К нашему столику подошел высокий сероглазый мужчина и нежно посмотрел на Гоннора.
– Гарри, познакомьтесь. Это Энни Папетти, наш режиссер.
– Вот он какой, наш Вергилий. Я думал, вы старше, – томно улыбнулся итальянец и подал мне руку.
– Я не Вергилий. Я его заместитель. Вергилий в Мадриде, – попробовал пошутить я и покраснел от рукопожатия. Оно было явно «со смыслом».
– Как печально, что эти невежды решили ставить Данте на английском. Может быть, вам удастся переубедить Тони. Гарри, вы говорите по-итальянски?
– Читаю, – ответил я и покраснел еще больше.
– Не может быть и речи, – лениво запротестовал Гоннор. – Если только мы не хотим прогореть. На итальянском будешь ставить «Паяцев».
– Очень жаль. «E caddi, come corpo morto cade»21, – печально улыбнулся Папетти, и я решил, что мне пора.
– Гарри, у вас три дня. Не стесняйтесь мне звонить. По любому поводу, – услышал я продюсерские наставления, уступая дорогу в проходе официанту – рослому негру в красной косоворотке с хрустальной миской осетровой икры во льду. Заказ долларов на триста. «Мог бы и меня угостить», – обиделся я уже на улице.
На мне висели два реферата слабоумных профессорских студентов, страниц по сорок каждый, статья про Абеляра, где, конечно, и кот не валялся, итоги литературного конкурса в «Русском бизнесе», а теперь еще и этот дурацкий сценарий, простите, либретто, в котором никак не меньше двухсот страниц. Единственное, что успокаивало – дантовский первоисточник я знал почти наизусть.
Ужас охватил меня позже, в сабвее, где-то между 23-й и 14-й станциями, когда я распечатал конверт и взглянул на либретто. Ни слова великого флорентийца я не нашел. Весь текст состоял из режиссерских комментариев к «Аду» на плохом английском.
Вот она жадность. Вот оно стремление заработать на невежестве. Собственно, всякая работа учителя замешана на двух пагубных страстях. Заработать на незнании ученика и возвести себя в ранг всезнающего гуру. Это очень правильно, когда учитель остается нищим. Богатый учитель – свидетельство того, что знания продаются. Я не хочу быть учителем. В идеале учителя должны становиться монахами. Или учить должны монахи. Впрочем, не те, которые стращали Галилея.

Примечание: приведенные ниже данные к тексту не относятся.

use std::future::Future;
use std::sync::Mutex;

use chrono::NaiveDate;
use gsclens_analytics::NO_DATA;
use gsclens_core::{AppConfig, Environment, Record};

use super::*;
use crate::error::GeneratorError;

/// Returns a canned reply and records every request it receives.
struct StubGenerator {
    reply: Result<String, String>,
    requests: Mutex<Vec<CompletionRequest>>,
}

impl StubGenerator {
    fn replying(text: &str) -> Self {
        Self {
            reply: Ok(text.to_string()),
            requests: Mutex::new(Vec::new()),
        }
    }

    fn failing(message: &str) -> Self {
        Self {
            reply: Err(message.to_string()),
            requests: Mutex::new(Vec::new()),
        }
    }

    fn last_request(&self) -> CompletionRequest {
        self.requests
            .lock()
            .unwrap()
            .last()
            .cloned()
            .expect("generator was not called")
    }
}

impl NarrativeGenerator for StubGenerator {
    fn complete(
        &self,
        request: &CompletionRequest,
    ) -> impl Future<Output = Result<String, GeneratorError>> + Send {
        self.requests.lock().unwrap().push(request.clone());
        let reply = self.reply.clone().map_err(GeneratorError::Request);
        async move { reply }
    }
}

fn rec(day: u32, query: &str, clicks: u64, impressions: u64, ctr: f64, position: f64) -> Record {
    Record {
        date: NaiveDate::from_ymd_opt(2025, 1, day),
        query: Some(query.to_string()),
        page: Some(format!("https://example.com/{}", query.replace(' ', "-"))),
        clicks,
        impressions,
        ctr,
        position,
    }
}

fn sample() -> Dataset {
    Dataset::from_records(vec![
        rec(1, "buy nike shoes", 5, 50, 0.1, 2.0),
        rec(2, "running shoes", 3, 600, 0.005, 6.0),
        rec(3, "trail shoes", 9, 90, 0.1, 3.5),
    ])
}

fn fallback() -> ReportOrchestrator<StubGenerator> {
    ReportOrchestrator::new(None, NarrativeSettings::default())
}

#[tokio::test]
async fn fallback_returns_digest_and_suggestion() {
    let orchestrator = fallback();
    assert_eq!(orchestrator.mode(), Mode::Fallback);

    let text = orchestrator
        .custom_query(&sample(), "What happened?", None)
        .await;
    assert!(!text.is_empty());
    assert!(text.contains("Total clicks: 17"));
    assert!(text.ends_with(ENABLE_AI_SUGGESTION));
}

#[tokio::test]
async fn fallback_tolerates_empty_dataset() {
    let text = fallback()
        .custom_query(&Dataset::empty(), "anything", None)
        .await;
    assert!(text.starts_with(NO_DATA));
    assert!(text.contains(ENABLE_AI_SUGGESTION));
}

#[tokio::test]
async fn ai_mode_returns_generator_text_verbatim() {
    let settings = NarrativeSettings {
        max_output_tokens: 800,
        temperature: 0.2,
    };
    let orchestrator = ReportOrchestrator::new(Some(StubGenerator::replying("All good.")), settings);
    assert_eq!(orchestrator.mode(), Mode::AiAvailable);

    let context = serde_json::json!({ "segment": "blog" });
    let text = orchestrator
        .custom_query(&sample(), "How are we doing?", Some(&context))
        .await;
    assert_eq!(text, "All good.");

    let request = orchestrator
        .generator
        .as_ref()
        .map(StubGenerator::last_request)
        .unwrap();
    assert_eq!(request.system_instructions, SYSTEM_INSTRUCTIONS);
    assert_eq!(request.max_output_tokens, 800);
    assert!((request.temperature - 0.2).abs() < f32::EPSILON);
    assert!(request.user_prompt.contains("How are we doing?"));
    assert!(request.user_prompt.contains("Total clicks: 17"));
    assert!(request.user_prompt.contains("\"segment\": \"blog\""));
}

#[tokio::test]
async fn generator_failure_is_recovered_with_fallback() {
    let orchestrator = ReportOrchestrator::new(
        Some(StubGenerator::failing("quota exceeded")),
        NarrativeSettings::default(),
    );
    let text = orchestrator.traffic_trends(&sample()).await;
    assert!(text.starts_with("Error during AI analysis: "));
    assert!(text.contains("quota exceeded"));
    assert!(text.contains("Total clicks: 17"));
    assert!(text.ends_with(ENABLE_AI_SUGGESTION));
}

#[tokio::test]
async fn reconfigure_switches_mode() {
    let mut orchestrator = fallback();
    orchestrator.reconfigure(Some(StubGenerator::replying("ok")));
    assert_eq!(orchestrator.mode(), Mode::AiAvailable);
    assert_eq!(orchestrator.custom_query(&sample(), "q", None).await, "ok");

    orchestrator.reconfigure(None);
    assert_eq!(orchestrator.mode(), Mode::Fallback);
}

#[tokio::test]
async fn traffic_trends_reports_direction() {
    let text = fallback().traffic_trends(&sample()).await;
    assert!(text.contains("Daily trend: growing"));
}

#[tokio::test]
async fn keyword_opportunities_lists_low_ctr_queries() {
    let text = fallback()
        .keyword_opportunities(&sample(), &OpportunityCriteria::with_min_impressions(100))
        .await;
    assert!(text.contains("1. running shoes"));
    assert!(!text.contains("trail shoes"));
}

#[tokio::test]
async fn content_performance_ranks_pages() {
    let text = fallback().content_performance(&sample(), 2).await;
    assert!(text.contains("1. https://example.com/trail-shoes"));
    assert!(text.contains("2. https://example.com/buy-nike-shoes"));
    assert!(!text.contains("3. "));
}

#[tokio::test]
async fn period_comparison_uses_both_windows() {
    let previous = Dataset::from_records(vec![rec(1, "running shoes", 10, 100, 0.1, 4.0)]);
    let text = fallback().period_comparison(&sample(), &previous).await;
    assert!(text.contains("Clicks: 17 vs 10"));
    assert!(text.contains("Change in clicks: +70.0%"));
}

#[tokio::test]
async fn branded_analysis_splits_on_keywords() {
    let text = fallback()
        .branded_analysis(&sample(), &["Nike".to_string()])
        .await;
    assert!(text.contains("branded: 5 clicks"));
    assert!(text.contains("non_branded: 12 clicks"));

    let unconfigured = fallback().branded_analysis(&sample(), &[]).await;
    assert!(unconfigured.starts_with("No brand keywords configured"));
}

fn config(openai_api_key: Option<&str>) -> AppConfig {
    AppConfig {
        env: Environment::Test,
        log_level: "info".to_string(),
        keywords_path: "./config/keywords.yaml".into(),
        default_property: None,
        gsc_access_token: None,
        gsc_base_url: "https://www.googleapis.com/webmasters/v3/".to_string(),
        gsc_request_timeout_secs: 30,
        gsc_row_limit: 5000,
        openai_api_key: openai_api_key.map(str::to_string),
        openai_base_url: "https://api.openai.com/v1/".to_string(),
        openai_model: "gpt-4".to_string(),
        narrative_max_tokens: 800,
        narrative_temperature: 0.2,
    }
}

#[test]
fn from_config_without_api_key_falls_back() {
    assert_eq!(ReportOrchestrator::from_config(&config(None)).mode(), Mode::Fallback);
    assert_eq!(
        ReportOrchestrator::from_config(&config(Some("   "))).mode(),
        Mode::Fallback
    );
}

#[test]
fn from_config_with_api_key_enables_ai() {
    let orchestrator = ReportOrchestrator::from_config(&config(Some("sk-test")));
    assert_eq!(orchestrator.mode(), Mode::AiAvailable);
}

Мой учитель находился за океаном.
Ничего хорошего не ожидая, я набрал его телефонный номер.
– Вы что, с ума сошли? – услышал я в трубке не очень трезвый голос профессора. – Здесь сейчас два часа ночи. У меня доклад в десять утра. Надеюсь, у вас действительно что-то важное?
– Профессор, они мошенники, – я старался придать голосу убедительности. – Там Данте и не пахнет. Мне дали сценарий, простите, либретто, где полная ахинея. У меня есть три дня на резюме. Это невозможно. И Абеляр горит. Что мне делать? Послать их к черту?

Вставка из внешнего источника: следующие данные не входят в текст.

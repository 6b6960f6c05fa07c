//! ValueIndex - reverse index from value to the number of keys holding it.
//!
//! The index mirrors a key→value map. For every value `V` present,
//! `lookup(V)` equals the number of keys currently mapped to `V`. A value
//! no key maps to has no entry at all; counts never sit at zero.

use std::collections::HashMap;

/// Value → count-of-keys mapping.
#[derive(Debug, Clone, Default, PartialEq, Eq)]
pub struct ValueIndex {
    counts: HashMap<String, usize>,
}

impl ValueIndex {
    /// Create an empty index.
    pub fn new() -> Self {
        Self::default()
    }

    /// Record one more key holding `value`.
    pub fn increment(&mut self, value: &str) {
        match self.counts.get_mut(value) {
            Some(count) => *count += 1,
            None => {
                self.counts.insert(value.to_owned(), 1);
            }
        }
    }

    /// Record one fewer key holding `value`.
    ///
    /// The entry is removed once its count reaches zero. Callers must only
    /// decrement values that are present.
    pub fn decrement(&mut self, value: &str) {
        debug_assert!(
            self.counts.contains_key(value),
            "decrement of unindexed value {:?}",
            value
        );

        if let Some(count) = self.counts.get_mut(value) {
            if *count > 1 {
                *count -= 1;
            } else {
                self.counts.remove(value);
            }
        }
    }

    /// Number of keys holding `value`, or `None` if no key does.
    pub fn lookup(&self, value: &str) -> Option<usize> {
        self.counts.get(value).copied()
    }

    /// Number of distinct values indexed.
    pub fn len(&self) -> usize {
        self.counts.len()
    }

    /// Check if no value is indexed.
    pub fn is_empty(&self) -> bool {
        self.counts.is_empty()
    }

    /// Iterate over `(value, count)` pairs in arbitrary order.
    pub fn iter(&self) -> impl Iterator<Item = (&str, usize)> {
        self.counts.iter().map(|(v, c)| (v.as_str(), *c))
    }
}
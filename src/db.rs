//! Database - thread-safe handle over a [`Store`].
//!
//! # Thread Safety
//!
//! The Database is `Send + Sync` and can be shared across threads using Arc.
//! `get` and `count` take a shared lock and may run concurrently with each
//! other. `set`, `delete`, `begin`, `commit` and `rollback` take an exclusive
//! lock and are serialized against everything.
//!
//! Every operation is synchronous and holds its lock guard for its whole
//! duration, so a mutation is never observed half-applied. Guards release
//! on every exit path, including errors.

use std::fmt;

use parking_lot::RwLock;
use tracing::trace;

use crate::metrics::{Counter, DbMetrics, Timer};
use crate::options::Options;
use crate::store::Store;
use crate::transaction::Depth;
use crate::types::{Command, Reply};
use crate::{Error, Result};

/// Thread-safe transactional key-value store.
///
/// All callers share one transaction stack: a `begin` from one thread opens
/// a frame that every other thread's operations then act on.
pub struct Database {
    /// The engine, guarded by a reader/writer lock.
    store: RwLock<Store>,
    /// Operation metrics.
    metrics: DbMetrics,
    /// Options the database was created with.
    options: Options,
}

impl Default for Database {
    fn default() -> Self {
        Self::new()
    }
}

impl Database {
    /// Create an empty database with default options.
    pub fn new() -> Self {
        Self::with_options(Options::default())
    }

    /// Create an empty database with custom options.
    pub fn with_options(options: Options) -> Self {
        Self {
            store: RwLock::new(Store::with_options(&options)),
            metrics: DbMetrics::new(),
            options,
        }
    }

    /// Run `f` under the shared lock.
    fn read<T>(&self, f: impl FnOnce(&Store) -> T) -> T {
        let store = self.store.read();
        let _timer = self
            .options
            .enable_metrics
            .then(|| Timer::new(&self.metrics.read_latency));
        f(&*store)
    }

    /// Run `f` under the exclusive lock and refresh the state gauges.
    fn write<T>(&self, f: impl FnOnce(&mut Store) -> T) -> T {
        let mut store = self.store.write();
        let _timer = self
            .options
            .enable_metrics
            .then(|| Timer::new(&self.metrics.write_latency));
        let out = f(&mut *store);
        if self.options.enable_metrics {
            self.metrics.depth.set(store.depth() as i64);
            self.metrics.keys.set(store.len() as i64);
        }
        out
    }

    fn record(&self, counter: &Counter) {
        if self.options.enable_metrics {
            counter.inc();
        }
    }

    /// Store `value` under `key`. Always succeeds.
    pub fn set(&self, key: impl Into<String>, value: impl Into<String>) {
        let (key, value) = (key.into(), value.into());
        self.write(|store| store.set(key, value));
        self.record(&self.metrics.sets);
    }

    /// Get the value under `key` in the current view.
    pub fn get(&self, key: &str) -> Option<String> {
        let value = self.read(|store| store.get(key).map(str::to_owned));
        self.record(&self.metrics.gets);
        if value.is_none() {
            self.record(&self.metrics.misses);
        }
        value
    }

    /// Remove `key`, returning the value it held.
    ///
    /// Returns `Error::NoSuchItem` if `key` is absent.
    pub fn delete(&self, key: &str) -> Result<String> {
        let result = self.write(|store| store.delete(key));
        self.record(&self.metrics.deletes);
        if result.is_err() {
            self.record(&self.metrics.misses);
        }
        result
    }

    /// Number of keys holding `value`, or `None` if no key does.
    pub fn count(&self, value: &str) -> Option<usize> {
        let count = self.read(|store| store.count(value));
        self.record(&self.metrics.counts);
        if count.is_none() {
            self.record(&self.metrics.misses);
        }
        count
    }

    /// Open a nested transaction.
    pub fn begin(&self) {
        self.write(Store::begin);
        self.record(&self.metrics.txn_begin);
    }

    /// Commit the innermost transaction into its parent.
    ///
    /// Returns `Error::TransactionIsEmpty` if no transaction is open.
    pub fn commit(&self) -> Result<()> {
        let result = self.write(Store::commit);
        self.record_end(&result, &self.metrics.txn_commit);
        result
    }

    /// Discard the innermost transaction.
    ///
    /// Returns `Error::TransactionIsEmpty` if no transaction is open.
    pub fn rollback(&self) -> Result<()> {
        let result = self.write(Store::rollback);
        self.record_end(&result, &self.metrics.txn_rollback);
        result
    }

    fn record_end(&self, result: &Result<()>, on_success: &Counter) {
        match result {
            Ok(()) => self.record(on_success),
            Err(_) => self.record(&self.metrics.txn_empty),
        }
    }

    /// Execute a command.
    ///
    /// Get and Count of an absent key or value yield `Error::NoSuchItem`.
    pub fn execute(&self, command: Command) -> Result<Reply> {
        let kind = command.kind();
        trace!(command = %kind, mutating = kind.is_mutating(), "execute");

        match command {
            Command::Set { key, value } => {
                self.set(key, value);
                Ok(Reply::Unit)
            }
            Command::Get { key } => self
                .get(&key)
                .map(Reply::Value)
                .ok_or(Error::NoSuchItem),
            Command::Delete { key } => self.delete(&key).map(Reply::Value),
            Command::Count { value } => self
                .count(&value)
                .map(Reply::Count)
                .ok_or(Error::NoSuchItem),
            Command::Begin => {
                self.begin();
                Ok(Reply::Unit)
            }
            Command::Commit => self.commit().map(|_| Reply::Unit),
            Command::Rollback => self.rollback().map(|_| Reply::Unit),
        }
    }

    /// Check if `key` is present in the current view.
    pub fn contains_key(&self, key: &str) -> bool {
        self.read(|store| store.contains_key(key))
    }

    /// Number of keys in the current view.
    pub fn len(&self) -> usize {
        self.read(Store::len)
    }

    /// Check if the current view holds no keys.
    pub fn is_empty(&self) -> bool {
        self.read(Store::is_empty)
    }

    /// Number of open transactions.
    pub fn depth(&self) -> Depth {
        self.read(Store::depth)
    }

    /// Get database statistics.
    pub fn stats(&self) -> DatabaseStats {
        self.read(|store| DatabaseStats {
            depth: store.depth(),
            keys: store.len(),
            distinct_values: store.view().distinct_values(),
        })
    }

    /// Get the metrics recorder.
    pub fn metrics(&self) -> &DbMetrics {
        &self.metrics
    }

    /// Get the options the database was created with.
    pub fn options(&self) -> &Options {
        &self.options
    }

    /// Consume the database and return the underlying store.
    pub fn into_inner(self) -> Store {
        self.store.into_inner()
    }
}

impl From<Store> for Database {
    fn from(store: Store) -> Self {
        Self {
            store: RwLock::new(store),
            metrics: DbMetrics::new(),
            options: Options::default(),
        }
    }
}

/// Database statistics for the current view.
#[derive(Debug, Clone, PartialEq, Eq)]
pub struct DatabaseStats {
    /// Number of open transactions.
    pub depth: Depth,
    /// Number of keys.
    pub keys: usize,
    /// Number of distinct values.
    pub distinct_values: usize,
}

impl fmt::Display for DatabaseStats {
    fn fmt(&self, f: &mut fmt::Formatter<'_>) -> fmt::Result {
        writeln!(f, "Database Statistics:")?;
        writeln!(f, "  Open transactions: {}", self.depth)?;
        writeln!(f, "  Keys: {}", self.keys)?;
        writeln!(f, "  Distinct values: {}", self.distinct_values)?;
        Ok(())
    }
}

– Успокойтесь, Гарри, – голос Янсена начал приобретать твердость. – Отказаться мы всегда успеем. Но ведь вам нужны деньги? Попробуйте что-нибудь сделать. В конце концов, это только театр.
– Но Данте… – начал заступаться я за Алигьери. – Ведь они…
– Поверьте, Данте не пострадает. Напишите им чего-нибудь. Потяните время. Я скоро вернусь. Как там Абеляр?
– Там еще кот не валялся…
– Что?
– С Абеляром все будет в порядке. Хотя…
– Ну и ладно. И не звоните мне после десяти. Я потом уснуть не могу.
Связь прервалась. Из открытого окна доносились звуки полицейской сирены и тянуло запахом индийской кухни. Урчал холодильник. Тупые мошки клевали потолок. «Если бы у меня была собака, – подумал я, – я бы ее сейчас застрелил».